## mlddmlnog 2 years ago CALCULUS.

1. mlddmlnog

|dw:1358986487783:dw|

2. lilfayfay

so you need to find the antiderivative correct?

3. mlddmlnog

yes :)

4. lilfayfay

hmm are u guys doing Integration rite now? haha xD

5. lilfayfay

cause im taking Calculus atm :)

6. mlddmlnog

oh, no our exam is tom.. so i'm doing the review sheet and I have no idea how to do this... :/

7. mlddmlnog

@UnkleRhaukus help? :'(

8. mlddmlnog

@zepdrix help??? :'(

9. lilfayfay

hm sorry it looked easy for a minute but idk what to do with the |x|

10. lilfayfay

sorry.. :\

11. zepdrix

Hmmmm I'm not familiar with seeing absolutes in integrals either. I think this is how we would deal with it though. Think about the function $$y=|x|$$. It's a V-shape, formed by 2 lines, $$y=-x$$ when $$x \lt0$$ and $$y=x$$ when $$x \gt0$$. So I think we can replace the abs(x) with -x when our integral is dealing with values of x which are less than 0. And then also replace abs(x) with +x when we're dealing with positive values of x.

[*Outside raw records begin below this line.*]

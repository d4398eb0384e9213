//! Hart power state machine: ordered save sequences into low power and the
//! reset-driven wake path. One [`Ppu`] instance covers the whole cluster;
//! each core calls into it on its own hardware thread.

use core::sync::atomic::{AtomicBool, Ordering};

use axerrno::{AxError, AxResult};
use log::debug;
use spin::Mutex;

use crate::consts::*;
use crate::hal::{Hal, RegisterMap};

/// CSR values captured on the way into low power.
///
/// The wake path never reads these back: a stopped or suspended core comes
/// back through warm reset and the cold-boot CSR init, so the snapshot exists
/// for post-mortem inspection only.
#[derive(Debug, Default, Clone, Copy)]
pub struct SavedCsrs {
    pub mstatus: usize,
    pub mie: usize,
    pub mhint: usize,
    pub mhcr: usize,
    pub msmpr: usize,
}

/// Cluster power and protection context.
pub struct Ppu<H: Hal> {
    pub(crate) hal: H,
    pub(crate) map: RegisterMap,
    /// Address the boot ROM re-enters after a warm reset.
    warm_entry: usize,
    /// Monotonic: set by the first save on any core, never cleared. While
    /// unset the cores are still live from cold boot rather than reset-held,
    /// so `hart_start` must not pulse the reset line.
    hotplug: AtomicBool,
    saved: Mutex<SavedCsrs>,
    /// Single-writer lock for the replicated PMP banks.
    pub(crate) pmp_lock: Mutex<()>,
}

impl<H: Hal> Ppu<H> {
    pub fn new(hal: H, map: RegisterMap, warm_entry: usize) -> Self {
        Self {
            hal,
            map,
            warm_entry,
            hotplug: AtomicBool::new(false),
            saved: Mutex::new(SavedCsrs::default()),
            pmp_lock: Mutex::new(()),
        }
    }

    /// Brings a stopped core back through its reset vector.
    ///
    /// The caller-provided start address is not consumed here: the target
    /// core re-enters through the warm boot vector and the runtime hands it
    /// its start address once it reports back in.
    pub fn hart_start(&self, hartid: usize, _start_addr: usize) -> AxResult<()> {
        debug!("core {}: start hart {}", self.hal.hart_id(), hartid);
        self.aux_restore(hartid);
        Ok(())
    }

    /// Parks the calling core. On hardware this does not run past the final
    /// `wfi`; wake goes through the reset vector written by `hart_start`.
    pub fn hart_stop(&self) -> AxResult<()> {
        debug!("core {}: stop", self.hal.hart_id());
        self.aux_save();
        Ok(())
    }

    /// Takes the calling (master) core and the cluster into deep standby.
    /// Retentive requests stay with the runtime's generic suspend path.
    pub fn hart_suspend(&self, suspend_type: u32, _resume_addr: usize) -> AxResult<()> {
        if suspend_type & SUSPEND_NON_RET_BIT == 0 {
            return Err(AxError::Unsupported);
        }
        debug!("core {}: suspend type {:#x}", self.hal.hart_id(), suspend_type);
        self.master_save();
        Ok(())
    }

    pub fn hotplug_engaged(&self) -> bool {
        self.hotplug.load(Ordering::Relaxed)
    }

    /// Snapshot taken by the most recent save sequence.
    pub fn saved_csrs(&self) -> SavedCsrs {
        *self.saved.lock()
    }

    /// Common front half of every save sequence. The order is load-bearing:
    /// interrupts must be masked before the cache comes down, prefetch must
    /// stop before the invalidate, and the fence must retire every prior
    /// store before the core stops fetching.
    fn save_core_state(&self) {
        let mut saved = self.saved.lock();
        // disable all irq
        saved.mstatus = self.hal.csr_read_clear(CSR_MSTATUS, MSTATUS_MIE | MSTATUS_SIE);
        saved.mie = self.hal.csr_read_clear(
            CSR_MIE,
            MIP_MSIP | MIP_MTIP | MIP_MEIP | MIP_SSIP | MIP_STIP | MIP_SEIP,
        );
        self.hotplug.store(true, Ordering::Relaxed);
        // close prefetch
        saved.mhint = self
            .hal
            .csr_read_clear(CSR_MHINT, MHINT_L2PLD | MHINT_IPLD | MHINT_DPLD);
        // clean+invalidate dcache
        self.hal.dcache_ciall();
        self.hal.sync_is();
        // close dcache
        saved.mhcr = self.hal.csr_read_clear(CSR_MHCR, MHCR_DE);
        // close smp
        saved.msmpr = self.hal.csr_read_clear(CSR_MSMPR, MSMPR_MSPEN);
        self.hal.mb();
    }

    fn aux_save(&self) {
        self.save_core_state();
        self.hal.wfi();
    }

    fn master_save(&self) {
        self.save_core_state();
        self.set_lp_mode(LP_STANDBY);
        self.master_entryboot_set();
        self.perf_disable();
        self.hal.wfi();
    }

    fn set_lp_mode(&self, mode: u32) {
        self.hal.write32(self.map.chip_lp_mode, mode);
    }

    /// Leaves the boot ROM everything it needs to take the warm path: the
    /// indicator magics plus the ROM-to-loader handoff and warm entry vector.
    fn master_entryboot_set(&self) {
        for (reg, magic) in self.map.str_indicator.into_iter().zip(STR_INDICATOR_MAGIC) {
            self.hal.write32(reg, magic);
        }
        self.hal.write32(self.map.boot_arg[0], BOOT_ARG_FLAG);
        self.hal.write32(self.map.boot_arg[1], BOOT_ARG_LOADER_ENTRY);
        self.hal.write32(self.map.boot_arg[2], self.warm_entry as u32);
        self.hal.write32(self.map.boot_arg[3], (self.warm_entry as u64 >> 32) as u32);
    }

    /// Rewrites the reset vector of every auxiliary slot. Always all four:
    /// the registers are cheap to write and the vector is identical.
    fn aux_entryboot_set(&self) {
        let lo = self.warm_entry as u32;
        let hi = (self.warm_entry as u64 >> 32) as u32;
        for (reg_lo, reg_hi) in self.map.core_rvba {
            self.hal.write32(reg_lo, lo);
            self.hal.write32(reg_hi, hi);
        }
    }

    /// One-way microarchitectural shutdown ahead of deep standby. There is
    /// no matching re-enable here; the cold-boot CSR init after warm reset
    /// brings the core back to its normal configuration.
    fn perf_disable(&self) {
        self.hal.csr_write(CSR_MSMPR, 0);
        self.hal.csr_write(CSR_MHINT2, 0);
        self.hal.csr_write(CSR_MHINT4, 0);
        self.hal.csr_write(CSR_MCCR2, MCCR2_SUSPEND);
        self.hal.csr_write(CSR_MHCR, MHCR_SUSPEND);
        self.hal.csr_write(CSR_MXSTATUS, MXSTATUS_SUSPEND);
        self.hal.csr_write(CSR_MHINT, MHINT_SUSPEND);
    }

    /// Re-arms the warm vectors, then pulses the target core's reset line so
    /// the boot ROM actually runs from them. No pulse before the first save:
    /// the hardware is not reset-held yet.
    fn aux_restore(&self, hartid: usize) {
        self.aux_entryboot_set();
        if self.hotplug.load(Ordering::Relaxed) && hartid < MAX_CORES {
            let mut val = self.hal.read32(self.map.swrst);
            val &= !(1 << (hartid + 1));
            self.hal.write32(self.map.swrst, val);
            val |= 1 << (hartid + 1);
            self.hal.write32(self.map.swrst, val);
        }
    }
}
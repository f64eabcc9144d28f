//! Request handlers for entity operations.

mod entities;

pub use entities::*;
//! OptimisticClient - the optimistic mutation flow against a [`Remote`].
//!
//! Every mutation runs the same steps: apply it to the cached collection
//! under a fresh rollback context, call the remote, then either swap in the
//! server's answer or restore the snapshot. Errors reach the caller only
//! after the cache has been put back.

use paddock_engine::{is_temp_id, JsonRecord, Mutation, QueryCache, QueryKey, Tracked};
use serde_json::{Map, Value};
use tracing::{debug, warn};

use crate::error::{ClientError, Result};
use crate::remote::Remote;

/// Caches entity collections and applies mutations to them optimistically.
pub struct OptimisticClient<R> {
    remote: R,
    cache: QueryCache<JsonRecord>,
}

impl<R: Remote> OptimisticClient<R> {
    pub fn new(remote: R) -> Self {
        Self {
            remote,
            cache: QueryCache::new(),
        }
    }

    pub fn remote(&self) -> &R {
        &self.remote
    }

    pub fn cache(&self) -> &QueryCache<JsonRecord> {
        &self.cache
    }

    /// The collection currently cached for `kind`, provisional records
    /// included. Empty if nothing has been loaded.
    pub fn cached(&self, kind: &str) -> &[Tracked<JsonRecord>] {
        self.cache.get(&QueryKey::new(kind)).unwrap_or_default()
    }

    /// Whether `kind` should be refetched, either because it was never
    /// loaded or because a mutation settled since the last fetch.
    pub fn needs_refresh(&self, kind: &str) -> bool {
        let key = QueryKey::new(kind);
        self.cache.get(&key).is_none() || self.cache.is_stale(&key)
    }

    /// Replace the cached collection with the server's list.
    pub async fn refresh(&mut self, kind: &str) -> Result<&[Tracked<JsonRecord>]> {
        let records = self.remote.list(kind).await?;
        debug!(kind, count = records.len(), "Refreshed collection");

        let key = QueryKey::new(kind);
        self.cache
            .set(key.clone(), records.into_iter().map(Tracked::confirmed).collect());
        Ok(self.cache.get(&key).unwrap_or_default())
    }

    /// Refresh `kind` only if [`needs_refresh`](Self::needs_refresh).
    pub async fn load(&mut self, kind: &str) -> Result<&[Tracked<JsonRecord>]> {
        if self.needs_refresh(kind) {
            return self.refresh(kind).await;
        }
        Ok(self.cached(kind))
    }

    /// Create a record. It shows up in [`cached`](Self::cached) under a
    /// temporary id until the server answers.
    pub async fn create(&mut self, kind: &str, draft: Map<String, Value>) -> Result<JsonRecord> {
        let key = QueryKey::new(kind);
        let pending = self.cache.begin(&key, Mutation::create(kind, draft.clone()))?;

        match self.remote.create(kind, &draft).await {
            Ok(record) => {
                self.cache.settle_success(&key, pending, Some(record.clone()))?;
                Ok(record)
            }
            Err(err) => {
                let record = pending.target_id();
                warn!(kind, record, error = %err, "Create failed, rolling back");
                self.cache.settle_failure(&key, pending);
                Err(err)
            }
        }
    }

    /// Patch a confirmed record.
    ///
    /// Records still carrying a temporary id are refused with
    /// [`ClientError::Unsettled`] without contacting the server.
    pub async fn update(
        &mut self,
        kind: &str,
        id: &str,
        patch: Map<String, Value>,
    ) -> Result<JsonRecord> {
        ensure_settled(id)?;

        let key = QueryKey::new(kind);
        let pending = self
            .cache
            .begin(&key, Mutation::update(kind, id, patch.clone()))?;

        match self.remote.update(kind, id, &patch).await {
            Ok(record) => {
                self.cache.settle_success(&key, pending, Some(record.clone()))?;
                Ok(record)
            }
            Err(err) => {
                warn!(kind, id, error = %err, "Update failed, rolling back");
                self.cache.settle_failure(&key, pending);
                Err(err)
            }
        }
    }

    /// Delete a confirmed record.
    pub async fn delete(&mut self, kind: &str, id: &str) -> Result<()> {
        ensure_settled(id)?;

        let key = QueryKey::new(kind);
        let pending = self.cache.begin(&key, Mutation::delete(kind, id))?;

        match self.remote.delete(kind, id).await {
            Ok(()) => {
                self.cache.settle_success(&key, pending, None)?;
                Ok(())
            }
            Err(err) => {
                warn!(kind, id, error = %err, "Delete failed, rolling back");
                self.cache.settle_failure(&key, pending);
                Err(err)
            }
        }
    }
}

fn ensure_settled(id: &str) -> Result<()> {
    if is_temp_id(id) {
        return Err(ClientError::Unsettled(id.to_string()));
    }
    Ok(())
}
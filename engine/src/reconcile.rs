//! Optimistic reconciliation over cached collections.
//!
//! Every function here takes a collection snapshot by reference and returns a
//! fresh `Vec`. Inputs are never mutated, nothing is logged, and no function
//! can fail: an id that matches nothing is simply a no-op.
//!
//! # Lifecycle
//!
//! 1. Snapshot the cached collection with
//!    [`create_optimistic_context`](crate::create_optimistic_context)
//! 2. Apply [`add_optimistic_record`], [`update_by_id`] or [`remove_by_id`]
//! 3. Issue the remote call
//! 4. On success resolve with [`replace_temp_id_with_record`] (creates) or
//!    [`confirm_by_id`] (updates); on failure put the snapshot back
//!
//! Ids are expected to be unique within a collection. When they are not,
//! updates and removals touch every match while replacement resolves the
//! first one.

use crate::{Entity, TempId, Tracked};

/// Append a new optimistic record built from `draft`, carrying `temp_id`.
///
/// `None` is treated as an empty collection.
pub fn add_optimistic_record<T: Entity>(
    collection: Option<&[Tracked<T>]>,
    draft: T::Draft,
    temp_id: &TempId,
) -> Vec<Tracked<T>> {
    let existing = collection.unwrap_or_default();
    let record = T::from_draft(temp_id.to_string(), draft);

    let mut next = Vec::with_capacity(existing.len() + 1);
    next.extend_from_slice(existing);
    next.push(Tracked::optimistic(record, Some(temp_id.clone())));
    next
}

/// Merge `patch` into the record at `id` and mark it optimistic.
pub fn update_by_id<T: Entity>(
    collection: &[Tracked<T>],
    id: &str,
    patch: &T::Patch,
) -> Vec<Tracked<T>> {
    collection
        .iter()
        .map(|item| {
            if item.id() == id {
                item.clone().patched(patch)
            } else {
                item.clone()
            }
        })
        .collect()
}

/// Drop the record at `id`, keeping the rest in order.
///
/// `None` is treated as an empty collection.
pub fn remove_by_id<T: Entity>(collection: Option<&[Tracked<T>]>, id: &str) -> Vec<Tracked<T>> {
    collection
        .unwrap_or_default()
        .iter()
        .filter(|item| item.id() != id)
        .cloned()
        .collect()
}

/// Swap the provisional record at `temp_id` for the server's record.
///
/// The server record takes the provisional record's position and is
/// confirmed. If no record carries `temp_id` the server record is appended.
/// A stale copy already holding the server id (say, from a refetch that
/// landed first) is dropped so ids stay unique.
pub fn replace_temp_id_with_record<T: Entity>(
    collection: &[Tracked<T>],
    temp_id: &TempId,
    server_record: T,
) -> Vec<Tracked<T>> {
    let server_id = server_record.id().to_owned();
    let mut replacement = Some(Tracked::confirmed(server_record));

    let mut next = Vec::with_capacity(collection.len() + 1);
    for item in collection {
        if item.id() == temp_id.as_str() {
            // Later copies of the same temp id describe the same record.
            if let Some(record) = replacement.take() {
                next.push(record);
            }
        } else if item.id() != server_id {
            next.push(item.clone());
        }
    }

    if let Some(record) = replacement {
        next.push(record);
    }
    next
}

/// Replace the record at `id` with a confirmed server copy.
///
/// Unlike [`replace_temp_id_with_record`] nothing is appended when `id` is
/// absent: the record was removed locally after the update was issued.
pub fn replace_by_id<T: Entity>(
    collection: &[Tracked<T>],
    id: &str,
    server_record: T,
) -> Vec<Tracked<T>> {
    collection
        .iter()
        .map(|item| {
            if item.id() == id {
                Tracked::confirmed(server_record.clone())
            } else {
                item.clone()
            }
        })
        .collect()
}

/// Accept the local state of the record at `id` as final.
pub fn confirm_by_id<T: Entity>(collection: &[Tracked<T>], id: &str) -> Vec<Tracked<T>> {
    collection
        .iter()
        .map(|item| {
            if item.id() == id {
                item.clone().confirm()
            } else {
                item.clone()
            }
        })
        .collect()
}

pub fn find_by_id<'a, T: Entity>(collection: &'a [Tracked<T>], id: &str) -> Option<&'a Tracked<T>> {
    collection.iter().find(|item| item.id() == id)
}

/// Number of records still awaiting confirmation.
pub fn optimistic_count<T>(collection: &[Tracked<T>]) -> usize {
    collection.iter().filter(|item| item.is_optimistic()).count()
}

Let's start by splitting up the integral.$\large \int\limits_{-1}^3 \frac{|x|}{x}dx \qquad \rightarrow \qquad \int\limits_{-1}^0 \frac{|x|}{x}dx+\int\limits_{0}^3 \frac{|x|}{x}dx$

12. zepdrix

Notice that we're dealing with NEGATIVE x's in the boundaries of the first integral, and POSITIVE x's in the boundaries of the second. $\large \int\limits\limits_{-1}^0 \frac{-x}{x}dx+\int\limits\limits_{0}^3 \frac{x}{x}dx$

13. zepdrix

I think that's what you're suppose to do.... I'm not positive though :3

14. mlddmlnog

ah thank you zepdrix. haha even though i just gave up on this one. it's too confusing for me.. i will post the next quesiton though. exam's tom :( and open study has been acting really really slowww. i couldnt get on for like an hour.